** Opening MATERIAL FOR THIS EXERCISE block **

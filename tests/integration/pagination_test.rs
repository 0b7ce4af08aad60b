//! Filtering, sorting and pagination semantics against a cached session.

use crate::integration::{fast_config, stack, wait_for_terminal};
use db_pager::client::{ExecuteResponse, SessionApi};
use db_pager::db::{MockQueryExecutor, Value};
use db_pager::page::{filter_of, FilterMap, PageRequest, SortSpec};
use pretty_assertions::assert_eq;
use std::sync::Arc;

async fn completed_session(rows: usize) -> (Arc<dyn SessionApi>, String) {
    let (_, api) = stack(MockQueryExecutor::new(rows, 100), fast_config());
    let ExecuteResponse::Session { session_id } = api.execute("SELECT * FROM orders").await.unwrap()
    else {
        panic!("expected a session");
    };
    wait_for_terminal(&api, &session_id).await;
    (api, session_id)
}

fn request(
    session_id: &str,
    page: usize,
    page_size: usize,
    filters: FilterMap,
    sort: Option<SortSpec>,
) -> PageRequest {
    let mut request = PageRequest::new(session_id, page, page_size);
    request.filters = filters;
    request.sort = sort;
    request
}

#[tokio::test]
async fn test_identical_requests_are_idempotent() {
    let (api, id) = completed_session(500).await;
    let req = request(
        &id,
        3,
        50,
        filter_of("status", &["ACTIVE", "INACTIVE"]),
        Some(SortSpec::descending("amount")),
    );

    let first = api.read(&req).await.unwrap();
    let second = api.read(&req).await.unwrap();
    assert_eq!(first.rows, second.rows);
    assert_eq!(first.total_count, second.total_count);
}

#[tokio::test]
async fn test_filtered_pages_partition_the_filtered_set() {
    let (api, id) = completed_session(100).await;
    let filters = filter_of("status", &["ACTIVE"]);

    // 4 ACTIVE rows in every 10 mock rows
    let total = api
        .read(&request(&id, 1, 10, filters.clone(), None))
        .await
        .unwrap()
        .total_count;
    assert_eq!(total, 40);

    let mut seen_ids = Vec::new();
    let mut page = 1;
    loop {
        let response = api
            .read(&request(&id, page, 10, filters.clone(), None))
            .await
            .unwrap();
        assert_eq!(response.total_count, total);
        if response.rows.is_empty() {
            break;
        }
        for row in &response.rows {
            assert_eq!(row[1], Value::from("ACTIVE"));
            seen_ids.push(row[0].clone());
        }
        page += 1;
    }

    // Pages are disjoint and cover every matching row exactly once.
    assert_eq!(seen_ids.len(), total);
    let mut deduped = seen_ids.clone();
    deduped.dedup();
    assert_eq!(deduped.len(), total);
}

#[tokio::test]
async fn test_empty_filter_set_matches_nothing() {
    let (api, id) = completed_session(50).await;
    let response = api
        .read(&request(&id, 1, 10, filter_of("status", &[]), None))
        .await
        .unwrap();
    assert_eq!(response.total_count, 0);
    assert!(response.rows.is_empty());
}

#[tokio::test]
async fn test_sort_is_stable_within_equal_keys() {
    let (api, id) = completed_session(100).await;
    let response = api
        .read(&request(&id, 1, 100, FilterMap::new(), Some(SortSpec::ascending("status"))))
        .await
        .unwrap();

    // Within each status group, the original id order is preserved.
    let mut last_id_per_status: std::collections::HashMap<String, i64> =
        std::collections::HashMap::new();
    for row in &response.rows {
        let status = row[1].to_display_string();
        let Value::Int(id) = row[0] else {
            panic!("expected integer id");
        };
        if let Some(last) = last_id_per_status.get(&status) {
            assert!(id > *last, "unstable order within status {status}");
        }
        last_id_per_status.insert(status, id);
    }
}

#[tokio::test]
async fn test_nulls_sort_last_in_both_directions() {
    let (api, id) = completed_session(50).await;

    for direction in [SortSpec::ascending("status"), SortSpec::descending("status")] {
        let response = api
            .read(&request(&id, 1, 50, FilterMap::new(), Some(direction)))
            .await
            .unwrap();
        let first_null = response
            .rows
            .iter()
            .position(|r| r[1].is_null())
            .expect("mock data contains nulls");
        assert!(
            response.rows[first_null..].iter().all(|r| r[1].is_null()),
            "nulls must form a trailing block"
        );
    }
}

#[tokio::test]
async fn test_numeric_sort_compares_by_value() {
    let (api, id) = completed_session(120).await;
    let response = api
        .read(&request(&id, 1, 5, FilterMap::new(), Some(SortSpec::descending("amount"))))
        .await
        .unwrap();

    // Lexicographic order would put "99" above "120"; numeric order must not.
    assert_eq!(response.rows[0][0], Value::Int(120));
    assert_eq!(response.rows[1][0], Value::Int(119));
}

#[tokio::test]
async fn test_sort_applies_before_pagination() {
    let (api, id) = completed_session(100).await;
    let page2 = api
        .read(&request(&id, 2, 10, FilterMap::new(), Some(SortSpec::descending("id"))))
        .await
        .unwrap();
    assert_eq!(page2.rows[0][0], Value::Int(90));
    assert_eq!(page2.rows[9][0], Value::Int(81));
}

#[tokio::test]
async fn test_unique_values_counts_and_own_filter_exclusion() {
    let (api, id) = completed_session(100).await;

    let values = api
        .unique_values(&id, "status", &FilterMap::new())
        .await
        .unwrap();
    let find = |name: &str| values.iter().find(|v| v.value == name).map(|v| v.count);
    assert_eq!(find("ACTIVE"), Some(40));
    assert_eq!(find("INACTIVE"), Some(40));
    // Nulls appear under the empty display string
    assert_eq!(find(""), Some(20));

    // A filter on status itself does not narrow its own dropdown.
    let narrowed = api
        .unique_values(&id, "status", &filter_of("status", &["ACTIVE"]))
        .await
        .unwrap();
    assert_eq!(narrowed.len(), values.len());
}

#[tokio::test]
async fn test_csv_export_matches_filtered_sorted_view() {
    let (api, id) = completed_session(30).await;
    let bytes = api
        .download_csv(
            &id,
            &filter_of("status", &["ACTIVE"]),
            Some(&SortSpec::descending("id")),
        )
        .await
        .unwrap();
    let text = String::from_utf8(bytes).unwrap();
    let lines: Vec<&str> = text.lines().collect();

    assert_eq!(lines[0], "id,status,amount");
    // 12 ACTIVE rows in 30
    assert_eq!(lines.len(), 13);
    let ids: Vec<i64> = lines[1..]
        .iter()
        .map(|l| l.split(',').next().unwrap().parse().unwrap())
        .collect();
    let mut sorted = ids.clone();
    sorted.sort_unstable_by(|a, b| b.cmp(a));
    assert_eq!(ids, sorted);
}

#[tokio::test]
async fn test_unknown_filter_column_is_rejected() {
    let (api, id) = completed_session(10).await;
    let result = api
        .read(&request(&id, 1, 10, filter_of("no_such_column", &["x"]), None))
        .await;
    assert!(result.is_err());
}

** Closing MATERIAL FOR THIS EXERCISE block **

▶ [WHAT IS REQUIRED]
Reproduce all of the records, keeping every character unchanged.

▶ [REPLY TO THE EXERCISE]
filename tests/integration/pagination_test.rs
repository 0b7ce4af08aad60b
//! Filtering, sorting and pagination semantics against a cached session.

use crate::integration::{fast_config, stack, wait_for_terminal};
use db_pager::client::{ExecuteResponse, SessionApi};
use db_pager::db::{MockQueryExecutor, Value};
use db_pager::page::{filter_of, FilterMap, PageRequest, SortSpec};
use pretty_assertions::assert_eq;
use std::sync::Arc;

async fn completed_session(rows: usize) -> (Arc<dyn SessionApi>, String) {
    let (_, api) = stack(MockQueryExecutor::new(rows, 100), fast_config());
    let ExecuteResponse::Session { session_id } = api.execute("SELECT * FROM orders").await.unwrap()
    else {
        panic!("expected a session");
    };
    wait_for_terminal(&api, &session_id).await;
    (api, session_id)
}

fn request(
    session_id: &str,
    page: usize,
    page_size: usize,
    filters: FilterMap,
    sort: Option<SortSpec>,
) -> PageRequest {
    let mut request = PageRequest::new(session_id, page, page_size);
    request.filters = filters;
    request.sort = sort;
    request
}

#[tokio::test]
async fn test_identical_requests_are_idempotent() {
    let (api, id) = completed_session(500).await;
    let req = request(
        &id,
        3,
        50,
        filter_of("status", &["ACTIVE", "INACTIVE"]),
        Some(SortSpec::descending("amount")),
    );

    let first = api.read(&req).await.unwrap();
    let second = api.read(&req).await.unwrap();
    assert_eq!(first.rows, second.rows);
    assert_eq!(first.total_count, second.total_count);
}

#[tokio::test]
async fn test_filtered_pages_partition_the_filtered_set() {
    let (api, id) = completed_session(100).await;
    let filters = filter_of("status", &["ACTIVE"]);

    // 4 ACTIVE rows in every 10 mock rows
    let total = api
        .read(&request(&id, 1, 10, filters.clone(), None))
        .await
        .unwrap()
        .total_count;
    assert_eq!(total, 40);

    let mut seen_ids = Vec::new();
    let mut page = 1;
    loop {
        let response = api
            .read(&request(&id, page, 10, filters.clone(), None))
            .await
            .unwrap();
        assert_eq!(response.total_count, total);
        if response.rows.is_empty() {
            break;
        }
        for row in &response.rows {
            assert_eq!(row[1], Value::from("ACTIVE"));
            seen_ids.push(row[0].clone());
        }
        page += 1;
    }

    // Pages are disjoint and cover every matching row exactly once.
    assert_eq!(seen_ids.len(), total);
    let mut deduped = seen_ids.clone();
    deduped.dedup();
    assert_eq!(deduped.len(), total);
}

#[tokio::test]
async fn test_empty_filter_set_matches_nothing() {
    let (api, id) = completed_session(50).await;
    let response = api
        .read(&request(&id, 1, 10, filter_of("status", &[]), None))
        .await
        .unwrap();
    assert_eq!(response.total_count, 0);
    assert!(response.rows.is_empty());
}

#[tokio::test]
async fn test_sort_is_stable_within_equal_keys() {
    let (api, id) = completed_session(100).await;
    let response = api
        .read(&request(&id, 1, 100, FilterMap::new(), Some(SortSpec::ascending("status"))))
        .await
        .unwrap();

    // Within each status group, the original id order is preserved.
    let mut last_id_per_status: std::collections::HashMap<String, i64> =
        std::collections::HashMap::new();
    for row in &response.rows {
        let status = row[1].to_display_string();
        let Value::Int(id) = row[0] else {
            panic!("expected integer id");
        };
        if let Some(last) = last_id_per_status.get(&status) {
            assert!(id > *last, "unstable order within status {status}");
        }
        last_id_per_status.insert(status, id);
    }
}

#[tokio::test]
async fn test_nulls_sort_last_in_both_directions() {
    let (api, id) = completed_session(50).await;

    for direction in [SortSpec::ascending("status"), SortSpec::descending("status")] {
        let response = api
            .read(&request(&id, 1, 50, FilterMap::new(), Some(direction)))
            .await
            .unwrap();
        let first_null = response
            .rows
            .iter()
            .position(|r| r[1].is_null())
            .expect("mock data contains nulls");
        assert!(
            response.rows[first_null..].iter().all(|r| r[1].is_null()),
            "nulls must form a trailing block"
        );
    }
}

#[tokio::test]
async fn test_numeric_sort_compares_by_value() {
    let (api, id) = completed_session(120).await;
    let response = api
        .read(&request(&id, 1, 5, FilterMap::new(), Some(SortSpec::descending("amount"))))
        .await
        .unwrap();

    // Lexicographic order would put "99" above "120"; numeric order must not.
    assert_eq!(response.rows[0][0], Value::Int(120));
    assert_eq!(response.rows[1][0], Value::Int(119));
}

#[tokio::test]
async fn test_sort_applies_before_pagination() {
    let (api, id) = completed_session(100).await;
    let page2 = api
        .read(&request(&id, 2, 10, FilterMap::new(), Some(SortSpec::descending("id"))))
        .await
        .unwrap();
    assert_eq!(page2.rows[0][0], Value::Int(90));
    assert_eq!(page2.rows[9][0], Value::Int(81));
}

#[tokio::test]
async fn test_unique_values_counts_and_own_filter_exclusion() {
    let (api, id) = completed_session(100).await;

    let values = api
        .unique_values(&id, "status", &FilterMap::new())
        .await
        .unwrap();
    let find = |name: &str| values.iter().find(|v| v.value == name).map(|v| v.count);
    assert_eq!(find("ACTIVE"), Some(40));
    assert_eq!(find("INACTIVE"), Some(40));
    // Nulls appear under the empty display string
    assert_eq!(find(""), Some(20));

    // A filter on status itself does not narrow its own dropdown.
    let narrowed = api
        .unique_values(&id, "status", &filter_of("status", &["ACTIVE"]))
        .await
        .unwrap();
    assert_eq!(narrowed.len(), values.len());
}

#[tokio::test]
async fn test_csv_export_matches_filtered_sorted_view() {
    let (api, id) = completed_session(30).await;
    let bytes = api
        .download_csv(
            &id,
            &filter_of("status", &["ACTIVE"]),
            Some(&SortSpec::descending("id")),
        )
        .await
        .unwrap();
    let text = String::from_utf8(bytes).unwrap();
    let lines: Vec<&str> = text.lines().collect();

    assert_eq!(lines[0], "id,status,amount");
    // 12 ACTIVE rows in 30
    assert_eq!(lines.len(), 13);
    let ids: Vec<i64> = lines[1..]
        .iter()
        .map(|l| l.split(',').next().unwrap().parse().unwrap())
        .collect();
    let mut sorted = ids.clone();
    sorted.sort_unstable_by(|a, b| b.cmp(a));
    assert_eq!(ids, sorted);
}

#[tokio::test]
async fn test_unknown_filter_column_is_rejected() {
    let (api, id) = completed_session(10).await;
    let result = api
        .read(&request(&id, 1, 10, filter_of("no_such_column", &["x"]), None))
        .await;
    assert!(result.is_err());
}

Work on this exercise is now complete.